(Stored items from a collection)
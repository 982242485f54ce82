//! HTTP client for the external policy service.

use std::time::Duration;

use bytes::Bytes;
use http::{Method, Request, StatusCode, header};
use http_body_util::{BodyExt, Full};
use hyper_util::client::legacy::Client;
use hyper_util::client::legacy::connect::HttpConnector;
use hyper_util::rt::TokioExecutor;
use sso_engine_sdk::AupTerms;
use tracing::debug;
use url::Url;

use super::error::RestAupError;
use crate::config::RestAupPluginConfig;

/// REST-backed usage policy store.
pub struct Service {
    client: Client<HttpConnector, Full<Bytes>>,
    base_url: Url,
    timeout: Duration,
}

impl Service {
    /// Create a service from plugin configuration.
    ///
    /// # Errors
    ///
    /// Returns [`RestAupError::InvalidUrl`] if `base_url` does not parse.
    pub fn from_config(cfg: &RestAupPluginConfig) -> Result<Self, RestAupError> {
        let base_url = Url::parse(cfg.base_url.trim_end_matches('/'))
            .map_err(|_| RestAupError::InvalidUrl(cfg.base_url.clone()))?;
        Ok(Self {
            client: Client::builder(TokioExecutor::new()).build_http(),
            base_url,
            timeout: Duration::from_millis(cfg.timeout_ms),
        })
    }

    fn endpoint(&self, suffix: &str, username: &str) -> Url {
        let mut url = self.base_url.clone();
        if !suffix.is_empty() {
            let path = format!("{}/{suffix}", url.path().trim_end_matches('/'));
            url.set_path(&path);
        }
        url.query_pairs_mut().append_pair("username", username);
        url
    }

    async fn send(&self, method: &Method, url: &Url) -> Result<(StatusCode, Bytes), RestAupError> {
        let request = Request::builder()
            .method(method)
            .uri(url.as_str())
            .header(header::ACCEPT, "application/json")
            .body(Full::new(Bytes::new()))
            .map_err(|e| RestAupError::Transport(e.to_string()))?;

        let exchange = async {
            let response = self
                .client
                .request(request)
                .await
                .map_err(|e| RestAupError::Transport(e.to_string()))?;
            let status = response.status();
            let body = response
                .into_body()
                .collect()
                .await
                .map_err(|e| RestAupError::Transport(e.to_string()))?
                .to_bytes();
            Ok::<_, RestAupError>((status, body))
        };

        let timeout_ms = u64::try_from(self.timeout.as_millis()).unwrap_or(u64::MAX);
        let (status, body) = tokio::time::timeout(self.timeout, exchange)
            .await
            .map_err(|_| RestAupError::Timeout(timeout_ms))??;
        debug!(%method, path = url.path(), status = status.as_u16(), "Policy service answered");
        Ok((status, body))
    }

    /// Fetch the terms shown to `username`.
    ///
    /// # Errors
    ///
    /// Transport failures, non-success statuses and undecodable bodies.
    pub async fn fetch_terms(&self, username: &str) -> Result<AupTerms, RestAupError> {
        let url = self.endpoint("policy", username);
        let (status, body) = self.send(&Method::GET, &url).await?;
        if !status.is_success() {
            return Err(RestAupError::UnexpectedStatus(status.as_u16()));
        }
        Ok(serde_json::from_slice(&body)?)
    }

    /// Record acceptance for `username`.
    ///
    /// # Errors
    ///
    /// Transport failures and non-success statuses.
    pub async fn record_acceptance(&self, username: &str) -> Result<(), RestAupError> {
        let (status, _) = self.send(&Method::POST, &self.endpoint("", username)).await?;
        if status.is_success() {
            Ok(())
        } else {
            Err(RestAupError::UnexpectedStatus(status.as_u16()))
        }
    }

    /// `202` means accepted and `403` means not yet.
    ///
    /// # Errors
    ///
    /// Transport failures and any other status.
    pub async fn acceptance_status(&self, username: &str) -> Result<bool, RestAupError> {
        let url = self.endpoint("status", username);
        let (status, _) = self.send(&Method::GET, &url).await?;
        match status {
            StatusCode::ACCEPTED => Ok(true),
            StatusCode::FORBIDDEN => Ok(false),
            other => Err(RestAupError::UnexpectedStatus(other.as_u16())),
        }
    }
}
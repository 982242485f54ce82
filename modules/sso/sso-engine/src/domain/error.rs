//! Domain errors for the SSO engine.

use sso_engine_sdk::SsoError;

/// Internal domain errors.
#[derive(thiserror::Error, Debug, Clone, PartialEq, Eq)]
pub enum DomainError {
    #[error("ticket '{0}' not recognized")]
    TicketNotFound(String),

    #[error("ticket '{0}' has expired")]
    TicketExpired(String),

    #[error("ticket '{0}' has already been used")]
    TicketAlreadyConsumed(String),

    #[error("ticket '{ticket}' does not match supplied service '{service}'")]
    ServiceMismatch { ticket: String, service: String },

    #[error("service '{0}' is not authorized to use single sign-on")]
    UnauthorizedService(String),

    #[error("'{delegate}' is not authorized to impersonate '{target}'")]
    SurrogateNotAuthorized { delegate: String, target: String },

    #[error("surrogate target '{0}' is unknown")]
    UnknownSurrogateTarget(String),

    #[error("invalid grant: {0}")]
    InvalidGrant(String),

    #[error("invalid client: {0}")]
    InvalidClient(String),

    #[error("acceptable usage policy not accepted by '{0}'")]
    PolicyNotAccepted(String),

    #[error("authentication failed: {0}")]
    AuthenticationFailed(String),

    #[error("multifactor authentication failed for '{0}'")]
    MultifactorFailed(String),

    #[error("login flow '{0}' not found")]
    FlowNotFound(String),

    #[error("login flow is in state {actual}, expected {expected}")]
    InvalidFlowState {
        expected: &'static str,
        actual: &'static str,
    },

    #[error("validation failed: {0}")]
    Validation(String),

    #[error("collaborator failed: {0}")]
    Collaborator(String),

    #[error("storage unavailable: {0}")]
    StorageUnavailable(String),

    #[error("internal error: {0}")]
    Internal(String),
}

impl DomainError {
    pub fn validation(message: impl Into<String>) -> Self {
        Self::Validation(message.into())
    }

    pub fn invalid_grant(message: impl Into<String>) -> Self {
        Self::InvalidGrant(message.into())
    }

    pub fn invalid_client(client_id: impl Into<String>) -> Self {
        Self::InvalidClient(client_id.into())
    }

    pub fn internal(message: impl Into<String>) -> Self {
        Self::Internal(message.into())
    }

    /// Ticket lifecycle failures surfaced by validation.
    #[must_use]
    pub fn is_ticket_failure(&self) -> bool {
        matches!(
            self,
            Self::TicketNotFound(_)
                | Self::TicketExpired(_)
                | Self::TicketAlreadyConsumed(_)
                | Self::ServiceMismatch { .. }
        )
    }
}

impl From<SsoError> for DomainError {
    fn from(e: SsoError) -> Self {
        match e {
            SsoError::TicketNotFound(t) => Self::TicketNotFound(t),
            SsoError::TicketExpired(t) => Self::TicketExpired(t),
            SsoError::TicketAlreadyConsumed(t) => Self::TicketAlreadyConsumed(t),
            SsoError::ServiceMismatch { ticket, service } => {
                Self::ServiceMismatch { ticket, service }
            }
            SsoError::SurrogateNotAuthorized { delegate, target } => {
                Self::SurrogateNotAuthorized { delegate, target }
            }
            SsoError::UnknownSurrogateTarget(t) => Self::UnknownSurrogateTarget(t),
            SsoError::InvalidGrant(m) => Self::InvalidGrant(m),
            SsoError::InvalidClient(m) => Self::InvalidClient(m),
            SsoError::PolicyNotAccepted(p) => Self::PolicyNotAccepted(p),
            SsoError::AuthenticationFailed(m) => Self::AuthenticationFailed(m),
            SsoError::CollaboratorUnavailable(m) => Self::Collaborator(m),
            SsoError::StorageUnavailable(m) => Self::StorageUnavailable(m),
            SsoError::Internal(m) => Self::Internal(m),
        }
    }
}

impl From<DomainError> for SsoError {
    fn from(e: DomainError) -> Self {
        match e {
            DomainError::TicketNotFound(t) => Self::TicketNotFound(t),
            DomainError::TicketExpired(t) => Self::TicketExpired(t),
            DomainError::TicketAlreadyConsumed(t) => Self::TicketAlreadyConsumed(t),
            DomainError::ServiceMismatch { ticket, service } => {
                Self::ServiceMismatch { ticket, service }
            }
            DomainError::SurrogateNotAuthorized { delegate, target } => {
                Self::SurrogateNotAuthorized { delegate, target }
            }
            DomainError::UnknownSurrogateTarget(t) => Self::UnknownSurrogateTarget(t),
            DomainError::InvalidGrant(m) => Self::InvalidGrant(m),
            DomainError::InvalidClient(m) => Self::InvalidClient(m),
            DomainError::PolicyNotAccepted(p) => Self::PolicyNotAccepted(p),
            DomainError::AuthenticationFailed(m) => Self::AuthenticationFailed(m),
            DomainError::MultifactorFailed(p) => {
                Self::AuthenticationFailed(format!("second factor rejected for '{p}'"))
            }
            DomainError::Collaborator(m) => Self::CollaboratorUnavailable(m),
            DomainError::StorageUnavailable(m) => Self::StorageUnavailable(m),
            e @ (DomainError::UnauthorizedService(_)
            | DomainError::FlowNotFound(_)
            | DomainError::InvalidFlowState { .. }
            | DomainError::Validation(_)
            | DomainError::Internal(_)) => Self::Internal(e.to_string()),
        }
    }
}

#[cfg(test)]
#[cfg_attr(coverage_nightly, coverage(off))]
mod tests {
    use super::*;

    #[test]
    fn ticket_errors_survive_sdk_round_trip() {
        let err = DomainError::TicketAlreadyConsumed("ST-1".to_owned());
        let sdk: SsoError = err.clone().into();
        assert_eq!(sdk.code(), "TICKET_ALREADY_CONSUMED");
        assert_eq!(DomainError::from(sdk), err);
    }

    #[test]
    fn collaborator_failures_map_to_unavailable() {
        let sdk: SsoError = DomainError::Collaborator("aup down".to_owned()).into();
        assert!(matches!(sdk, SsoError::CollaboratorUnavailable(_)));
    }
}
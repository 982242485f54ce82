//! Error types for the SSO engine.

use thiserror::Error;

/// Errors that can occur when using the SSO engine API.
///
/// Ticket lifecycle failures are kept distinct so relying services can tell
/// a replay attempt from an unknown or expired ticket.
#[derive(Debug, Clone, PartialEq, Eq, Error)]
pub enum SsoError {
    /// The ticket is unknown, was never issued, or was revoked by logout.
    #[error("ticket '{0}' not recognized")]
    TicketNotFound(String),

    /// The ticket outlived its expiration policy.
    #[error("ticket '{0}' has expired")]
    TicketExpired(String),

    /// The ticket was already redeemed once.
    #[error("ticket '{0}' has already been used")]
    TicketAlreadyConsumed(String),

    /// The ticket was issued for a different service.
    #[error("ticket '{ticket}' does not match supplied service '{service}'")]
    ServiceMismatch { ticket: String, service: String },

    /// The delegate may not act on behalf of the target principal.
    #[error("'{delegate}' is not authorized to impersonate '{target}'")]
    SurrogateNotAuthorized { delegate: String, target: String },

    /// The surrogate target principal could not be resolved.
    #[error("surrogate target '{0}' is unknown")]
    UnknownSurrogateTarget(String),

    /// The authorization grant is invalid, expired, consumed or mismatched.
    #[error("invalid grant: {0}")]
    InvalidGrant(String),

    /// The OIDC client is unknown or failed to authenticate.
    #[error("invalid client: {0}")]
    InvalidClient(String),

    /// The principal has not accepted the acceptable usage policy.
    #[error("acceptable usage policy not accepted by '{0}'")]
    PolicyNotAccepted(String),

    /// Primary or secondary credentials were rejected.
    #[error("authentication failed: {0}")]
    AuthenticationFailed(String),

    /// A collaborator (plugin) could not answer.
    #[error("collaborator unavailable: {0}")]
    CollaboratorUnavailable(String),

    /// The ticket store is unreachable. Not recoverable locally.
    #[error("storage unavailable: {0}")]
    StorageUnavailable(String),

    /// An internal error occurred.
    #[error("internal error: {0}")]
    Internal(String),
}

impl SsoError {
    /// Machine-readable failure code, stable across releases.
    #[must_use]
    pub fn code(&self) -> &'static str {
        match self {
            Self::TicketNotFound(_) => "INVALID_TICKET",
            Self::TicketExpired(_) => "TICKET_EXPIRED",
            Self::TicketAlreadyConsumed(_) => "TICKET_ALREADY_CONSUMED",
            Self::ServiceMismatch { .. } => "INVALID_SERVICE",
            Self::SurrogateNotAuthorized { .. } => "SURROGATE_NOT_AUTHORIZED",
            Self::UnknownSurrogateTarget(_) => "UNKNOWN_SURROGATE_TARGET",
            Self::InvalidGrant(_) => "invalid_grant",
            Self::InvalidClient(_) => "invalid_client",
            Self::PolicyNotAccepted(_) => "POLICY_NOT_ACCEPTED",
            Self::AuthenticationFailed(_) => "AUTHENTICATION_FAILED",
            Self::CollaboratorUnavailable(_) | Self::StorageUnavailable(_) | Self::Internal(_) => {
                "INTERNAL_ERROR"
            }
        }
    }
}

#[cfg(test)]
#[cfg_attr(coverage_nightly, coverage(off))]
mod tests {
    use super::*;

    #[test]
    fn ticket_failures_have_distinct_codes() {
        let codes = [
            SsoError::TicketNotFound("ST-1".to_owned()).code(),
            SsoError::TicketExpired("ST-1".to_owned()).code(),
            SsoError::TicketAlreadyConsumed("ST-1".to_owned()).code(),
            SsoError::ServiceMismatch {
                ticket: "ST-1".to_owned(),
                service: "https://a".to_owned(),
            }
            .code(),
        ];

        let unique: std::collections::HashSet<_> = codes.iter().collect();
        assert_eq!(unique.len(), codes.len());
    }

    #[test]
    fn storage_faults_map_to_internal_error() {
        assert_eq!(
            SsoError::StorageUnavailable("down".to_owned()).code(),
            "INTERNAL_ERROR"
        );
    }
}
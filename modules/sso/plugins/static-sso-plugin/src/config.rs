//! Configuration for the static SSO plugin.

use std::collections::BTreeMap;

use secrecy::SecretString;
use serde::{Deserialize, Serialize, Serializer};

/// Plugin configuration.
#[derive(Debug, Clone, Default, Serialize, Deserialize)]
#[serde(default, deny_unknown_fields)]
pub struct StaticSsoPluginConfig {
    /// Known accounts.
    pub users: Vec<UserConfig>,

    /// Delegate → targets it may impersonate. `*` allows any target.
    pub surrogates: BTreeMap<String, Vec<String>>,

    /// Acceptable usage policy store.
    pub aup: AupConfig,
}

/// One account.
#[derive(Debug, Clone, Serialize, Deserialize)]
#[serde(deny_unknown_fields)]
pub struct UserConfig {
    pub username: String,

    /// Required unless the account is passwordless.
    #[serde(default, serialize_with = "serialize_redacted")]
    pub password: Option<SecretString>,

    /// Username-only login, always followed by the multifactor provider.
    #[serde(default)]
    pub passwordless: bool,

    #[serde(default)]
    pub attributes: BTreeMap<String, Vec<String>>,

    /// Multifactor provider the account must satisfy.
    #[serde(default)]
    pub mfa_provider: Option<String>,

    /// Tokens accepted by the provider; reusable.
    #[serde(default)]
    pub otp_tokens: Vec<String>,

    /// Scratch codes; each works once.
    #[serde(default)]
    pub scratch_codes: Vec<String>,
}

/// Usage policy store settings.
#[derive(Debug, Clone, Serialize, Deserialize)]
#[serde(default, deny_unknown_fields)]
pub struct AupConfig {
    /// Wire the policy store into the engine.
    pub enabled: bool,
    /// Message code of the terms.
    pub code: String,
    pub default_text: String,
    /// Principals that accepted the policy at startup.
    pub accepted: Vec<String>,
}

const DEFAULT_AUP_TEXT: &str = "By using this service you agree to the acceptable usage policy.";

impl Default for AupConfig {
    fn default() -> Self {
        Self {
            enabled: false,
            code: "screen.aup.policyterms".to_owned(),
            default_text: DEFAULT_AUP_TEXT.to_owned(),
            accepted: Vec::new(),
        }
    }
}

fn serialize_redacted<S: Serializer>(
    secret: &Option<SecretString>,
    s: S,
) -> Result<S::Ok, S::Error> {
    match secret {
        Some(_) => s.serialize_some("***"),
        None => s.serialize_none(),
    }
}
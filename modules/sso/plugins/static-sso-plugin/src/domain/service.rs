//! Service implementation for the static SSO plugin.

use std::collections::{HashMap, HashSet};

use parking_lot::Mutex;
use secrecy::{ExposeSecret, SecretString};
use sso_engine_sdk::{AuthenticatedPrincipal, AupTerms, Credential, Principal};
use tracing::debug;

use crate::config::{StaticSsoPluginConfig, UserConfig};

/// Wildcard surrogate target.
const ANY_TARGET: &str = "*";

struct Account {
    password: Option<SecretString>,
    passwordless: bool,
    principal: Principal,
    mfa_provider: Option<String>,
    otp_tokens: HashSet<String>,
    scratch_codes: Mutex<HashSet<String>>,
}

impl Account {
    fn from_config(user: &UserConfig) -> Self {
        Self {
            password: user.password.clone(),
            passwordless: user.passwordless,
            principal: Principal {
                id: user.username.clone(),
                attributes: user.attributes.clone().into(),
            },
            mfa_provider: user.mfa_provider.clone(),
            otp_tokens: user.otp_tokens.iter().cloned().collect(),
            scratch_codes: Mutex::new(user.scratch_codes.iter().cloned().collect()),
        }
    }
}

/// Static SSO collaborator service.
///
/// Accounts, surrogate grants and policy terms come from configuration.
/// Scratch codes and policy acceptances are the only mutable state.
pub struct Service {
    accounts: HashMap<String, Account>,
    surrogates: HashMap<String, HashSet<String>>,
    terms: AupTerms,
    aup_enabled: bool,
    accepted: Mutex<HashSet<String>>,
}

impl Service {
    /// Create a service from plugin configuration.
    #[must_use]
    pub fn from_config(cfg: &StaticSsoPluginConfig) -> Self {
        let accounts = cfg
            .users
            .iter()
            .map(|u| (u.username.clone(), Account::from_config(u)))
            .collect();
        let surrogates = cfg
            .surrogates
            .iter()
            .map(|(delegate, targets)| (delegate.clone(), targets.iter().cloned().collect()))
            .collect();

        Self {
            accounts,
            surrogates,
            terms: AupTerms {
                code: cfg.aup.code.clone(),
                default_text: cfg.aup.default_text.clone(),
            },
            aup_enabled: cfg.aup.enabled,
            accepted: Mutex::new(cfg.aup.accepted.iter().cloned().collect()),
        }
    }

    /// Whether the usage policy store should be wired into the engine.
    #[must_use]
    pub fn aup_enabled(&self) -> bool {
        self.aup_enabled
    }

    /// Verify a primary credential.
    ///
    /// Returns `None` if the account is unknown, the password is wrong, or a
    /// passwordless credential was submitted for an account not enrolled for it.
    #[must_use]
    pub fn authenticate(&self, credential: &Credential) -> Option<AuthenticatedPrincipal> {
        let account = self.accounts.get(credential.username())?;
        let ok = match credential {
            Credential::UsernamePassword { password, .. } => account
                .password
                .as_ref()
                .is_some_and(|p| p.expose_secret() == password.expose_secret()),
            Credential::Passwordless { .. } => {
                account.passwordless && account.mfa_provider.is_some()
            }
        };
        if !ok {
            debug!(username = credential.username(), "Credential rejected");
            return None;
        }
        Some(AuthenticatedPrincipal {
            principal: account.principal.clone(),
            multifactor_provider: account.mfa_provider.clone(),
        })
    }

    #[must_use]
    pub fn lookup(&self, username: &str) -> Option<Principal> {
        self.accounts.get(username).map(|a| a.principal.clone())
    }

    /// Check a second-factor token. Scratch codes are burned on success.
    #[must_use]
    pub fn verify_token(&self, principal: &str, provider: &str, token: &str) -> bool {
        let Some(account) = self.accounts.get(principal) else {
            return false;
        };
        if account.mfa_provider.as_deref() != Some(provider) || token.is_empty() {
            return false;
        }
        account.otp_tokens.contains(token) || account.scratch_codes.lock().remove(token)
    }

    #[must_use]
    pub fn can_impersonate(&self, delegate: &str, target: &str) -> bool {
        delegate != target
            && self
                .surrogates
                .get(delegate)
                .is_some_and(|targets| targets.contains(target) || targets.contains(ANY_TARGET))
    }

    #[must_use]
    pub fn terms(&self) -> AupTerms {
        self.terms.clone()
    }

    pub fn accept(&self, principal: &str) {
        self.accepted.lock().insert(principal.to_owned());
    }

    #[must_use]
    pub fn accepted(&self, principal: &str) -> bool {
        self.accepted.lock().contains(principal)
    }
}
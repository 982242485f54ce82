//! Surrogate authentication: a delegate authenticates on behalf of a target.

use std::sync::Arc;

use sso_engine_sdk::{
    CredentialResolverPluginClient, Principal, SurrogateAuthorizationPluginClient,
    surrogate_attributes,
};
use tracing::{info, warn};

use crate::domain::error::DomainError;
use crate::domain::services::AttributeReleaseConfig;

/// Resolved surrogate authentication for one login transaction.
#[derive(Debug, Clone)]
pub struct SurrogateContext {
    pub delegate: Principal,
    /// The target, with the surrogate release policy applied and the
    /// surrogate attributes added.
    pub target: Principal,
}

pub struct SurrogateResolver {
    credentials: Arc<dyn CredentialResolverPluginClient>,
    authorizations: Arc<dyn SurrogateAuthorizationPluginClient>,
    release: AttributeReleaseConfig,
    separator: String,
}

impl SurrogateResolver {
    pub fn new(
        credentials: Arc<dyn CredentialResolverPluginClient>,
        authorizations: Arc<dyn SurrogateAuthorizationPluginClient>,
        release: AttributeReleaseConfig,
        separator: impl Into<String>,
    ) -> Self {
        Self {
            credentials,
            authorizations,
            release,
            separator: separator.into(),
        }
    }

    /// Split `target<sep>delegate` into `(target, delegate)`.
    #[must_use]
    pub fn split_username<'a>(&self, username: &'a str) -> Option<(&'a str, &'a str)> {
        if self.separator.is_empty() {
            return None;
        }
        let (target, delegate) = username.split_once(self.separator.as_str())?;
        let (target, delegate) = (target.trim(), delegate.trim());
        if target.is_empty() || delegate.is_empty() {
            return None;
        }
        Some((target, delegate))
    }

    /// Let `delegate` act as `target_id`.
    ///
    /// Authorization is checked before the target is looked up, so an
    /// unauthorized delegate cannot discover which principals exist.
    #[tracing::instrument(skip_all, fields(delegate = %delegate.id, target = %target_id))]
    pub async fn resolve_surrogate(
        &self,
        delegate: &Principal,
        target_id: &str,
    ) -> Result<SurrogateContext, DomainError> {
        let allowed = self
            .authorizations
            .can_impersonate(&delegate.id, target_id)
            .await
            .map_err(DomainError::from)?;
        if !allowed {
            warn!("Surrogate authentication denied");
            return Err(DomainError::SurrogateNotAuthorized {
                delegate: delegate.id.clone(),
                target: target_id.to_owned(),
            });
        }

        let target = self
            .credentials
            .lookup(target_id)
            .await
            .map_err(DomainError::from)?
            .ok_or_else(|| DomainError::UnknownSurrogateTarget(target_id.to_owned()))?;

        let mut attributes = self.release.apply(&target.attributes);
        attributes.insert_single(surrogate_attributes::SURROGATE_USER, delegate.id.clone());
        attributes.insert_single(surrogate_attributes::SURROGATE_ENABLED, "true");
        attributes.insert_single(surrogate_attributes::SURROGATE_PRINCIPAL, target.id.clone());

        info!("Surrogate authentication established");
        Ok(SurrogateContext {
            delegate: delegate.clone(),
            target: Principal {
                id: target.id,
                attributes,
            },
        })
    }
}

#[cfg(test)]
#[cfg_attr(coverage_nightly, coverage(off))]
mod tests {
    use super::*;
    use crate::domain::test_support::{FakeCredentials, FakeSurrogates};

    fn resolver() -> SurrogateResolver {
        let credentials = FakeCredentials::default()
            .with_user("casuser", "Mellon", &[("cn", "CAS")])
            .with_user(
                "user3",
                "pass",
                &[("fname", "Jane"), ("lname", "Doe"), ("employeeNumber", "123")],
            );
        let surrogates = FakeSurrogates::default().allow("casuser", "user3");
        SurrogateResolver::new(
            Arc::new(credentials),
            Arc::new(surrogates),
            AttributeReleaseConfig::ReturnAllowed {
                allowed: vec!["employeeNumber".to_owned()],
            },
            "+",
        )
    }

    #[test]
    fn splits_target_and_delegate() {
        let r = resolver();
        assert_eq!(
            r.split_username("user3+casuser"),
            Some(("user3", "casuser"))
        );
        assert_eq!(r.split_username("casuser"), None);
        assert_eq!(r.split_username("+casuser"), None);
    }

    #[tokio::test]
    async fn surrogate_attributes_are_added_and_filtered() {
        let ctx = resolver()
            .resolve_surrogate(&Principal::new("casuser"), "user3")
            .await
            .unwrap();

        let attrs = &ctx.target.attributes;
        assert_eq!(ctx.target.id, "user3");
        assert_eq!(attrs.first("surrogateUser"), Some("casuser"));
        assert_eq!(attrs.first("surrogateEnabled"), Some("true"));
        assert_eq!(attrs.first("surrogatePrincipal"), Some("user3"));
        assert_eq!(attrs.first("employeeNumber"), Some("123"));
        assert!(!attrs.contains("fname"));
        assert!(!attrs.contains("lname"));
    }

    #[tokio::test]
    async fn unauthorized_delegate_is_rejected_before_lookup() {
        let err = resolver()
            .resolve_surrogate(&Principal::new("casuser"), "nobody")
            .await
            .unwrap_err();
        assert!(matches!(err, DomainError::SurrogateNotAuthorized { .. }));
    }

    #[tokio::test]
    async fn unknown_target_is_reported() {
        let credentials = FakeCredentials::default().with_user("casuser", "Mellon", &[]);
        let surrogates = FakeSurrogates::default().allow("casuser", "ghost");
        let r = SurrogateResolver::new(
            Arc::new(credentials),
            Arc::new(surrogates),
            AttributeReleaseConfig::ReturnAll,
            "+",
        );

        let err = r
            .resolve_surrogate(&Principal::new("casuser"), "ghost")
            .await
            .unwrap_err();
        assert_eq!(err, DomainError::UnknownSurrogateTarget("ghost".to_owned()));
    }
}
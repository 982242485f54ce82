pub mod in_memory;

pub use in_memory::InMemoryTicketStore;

▶ [Task instructions] Which lines in the records above contain the string "contains"? Copy each one.

▶ [Task solution]
        account.otp_tokens.contains(token) || account.scratch_codes.lock().remove(token)
                .is_some_and(|targets| targets.contains(target) || targets.contains(ANY_TARGET))
        self.accepted.lock().contains(principal)
        assert!(!attrs.contains("fname"));
        assert!(!attrs.contains("lname"));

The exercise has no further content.